The State Department confirmed the debris was from an old Russian satellite destroyed in Monday’s anti-satellite weapons test.
“It was dangerous. It was reckless. It was irresponsible,” said State Department spokesman Ned Price.
Earlier on Monday, the four Americans, one German and two Russians on board were forced to seek shelter in their docked capsules because of the debris.
At least 1500 pieces of the destroyed satellite were sizeable enough to show up on radar, Price said.
But countless other fragments were too small to track, yet still posed a danger to the space station as well as orbiting satellites.
“We are going to continue to make very clear that we won’t tolerate this kind of activity,” Price said.
NASA Mission Control said the heightened threat might continue for another couple of days and continue to interrupt the astronauts’ science research and other work.
Four of the seven crew members arrived at the orbiting outpost Thursday night.
NASA astronaut Mark Vande Hei, who is midway through a year-long mission, called it “a crazy but well-coordinated day” as he bid Mission Control good night.
“It was certainly a great way to bond as a crew, starting off with our very first work day in space,” he said.
The US Space Command said it was tracking the field of orbiting debris. NASA had made no comment by mid-afternoon.
Earlier in the day, the Russian Space Agency said via Twitter the astronauts were ordered into their docked capsules, in case they had to make a quick getaway. Later, the crew was “routinely performing operations,” the agency noted.
“Friends, everything is regular with us!” tweeted the space station’s commander, Russian Anton Shkaplerov.
The cloud of debris seemed to pose a threat on each passing orbit — or every 90 minutes.

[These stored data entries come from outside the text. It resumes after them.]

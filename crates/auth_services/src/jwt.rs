use chrono::{Duration, Utc};
use jsonwebtoken::{Algorithm, DecodingKey, EncodingKey, Header, Validation, decode, encode};
use uuid::Uuid;

use crate::types::{AuthError, Claims};

/// Verifies bearer tokens against the shared secret the identity
/// provider signs with.
#[derive(Clone)]
pub struct JwtService {
    encoding_key: EncodingKey,
    decoding_key: DecodingKey,
}

impl JwtService {
    /// Creates a service keyed from the `JWT_SECRET` environment variable.
    pub fn new() -> Self {
        let secret = std::env::var("JWT_SECRET")
            .unwrap_or_else(|_| "your-secret-key-change-this-in-production".to_string());

        Self {
            encoding_key: EncodingKey::from_secret(secret.as_ref()),
            decoding_key: DecodingKey::from_secret(secret.as_ref()),
        }
    }

    /// Issues a token for local development and tests. Production tokens
    /// come from the external identity provider signed with the same secret.
    pub fn issue_token(&self, user_id: &Uuid) -> Result<String, AuthError> {
        let now = Utc::now();
        let expiration = now
            .checked_add_signed(Duration::hours(1))
            .expect("valid timestamp")
            .timestamp() as usize;

        let claims = Claims {
            sub: user_id.to_string(),
            exp: expiration,
            iat: now.timestamp() as usize,
        };

        let token = encode(&Header::default(), &claims, &self.encoding_key)?;
        Ok(token)
    }

    /// Verifies a token's signature and expiry, returning its claims.
    pub fn verify_token(&self, token: &str) -> Result<Claims, AuthError> {
        let token_data = decode::<Claims>(
            token,
            &self.decoding_key,
            &Validation::new(Algorithm::HS256),
        )?;

        Ok(token_data.claims)
    }

    /// Verifies a token and parses its subject as the user ID.
    pub fn extract_user_id_from_token(&self, token: &str) -> Result<Uuid, AuthError> {
        let claims = self.verify_token(token)?;
        let user_id = Uuid::parse_str(&claims.sub).map_err(|_| {
            AuthError::Jwt(jsonwebtoken::errors::Error::from(
                jsonwebtoken::errors::ErrorKind::InvalidSubject,
            ))
        })?;

        Ok(user_id)
    }
}

#[cfg(test)]
mod tests {
    use super::*;

    #[test]
    fn test_token_round_trip() {
        let service = JwtService::new();
        let user_id = Uuid::new_v4();

        let token = service.issue_token(&user_id).unwrap();
        let extracted = service.extract_user_id_from_token(&token).unwrap();

        assert_eq!(extracted, user_id);
    }

    #[test]
    fn test_garbage_token_rejected() {
        let service = JwtService::new();
        assert!(service.extract_user_id_from_token("not-a-token").is_err());
    }

    #[test]
    fn test_non_uuid_subject_rejected() {
        let service = JwtService::new();

        let claims = Claims {
            sub: "someone".to_string(),
            exp: (Utc::now() + Duration::hours(1)).timestamp() as usize,
            iat: Utc::now().timestamp() as usize,
        };
        let token = encode(&Header::default(), &claims, &service.encoding_key).unwrap();

        assert!(service.extract_user_id_from_token(&token).is_err());
    }
}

German astronaut Matthias Maurer was told to move his sleeping bag from the European lab to a safer location for the night.
Until Monday, some 20,000 pieces of spacejunk were being tracked including old and broken satellites.
Last week, a fragment from an old Chinese satellite — the target of a missile-strike test in 2007 — threatened to come uncomfortably close.
While it later was dismissed as a risk, NASA had the space station move anyway.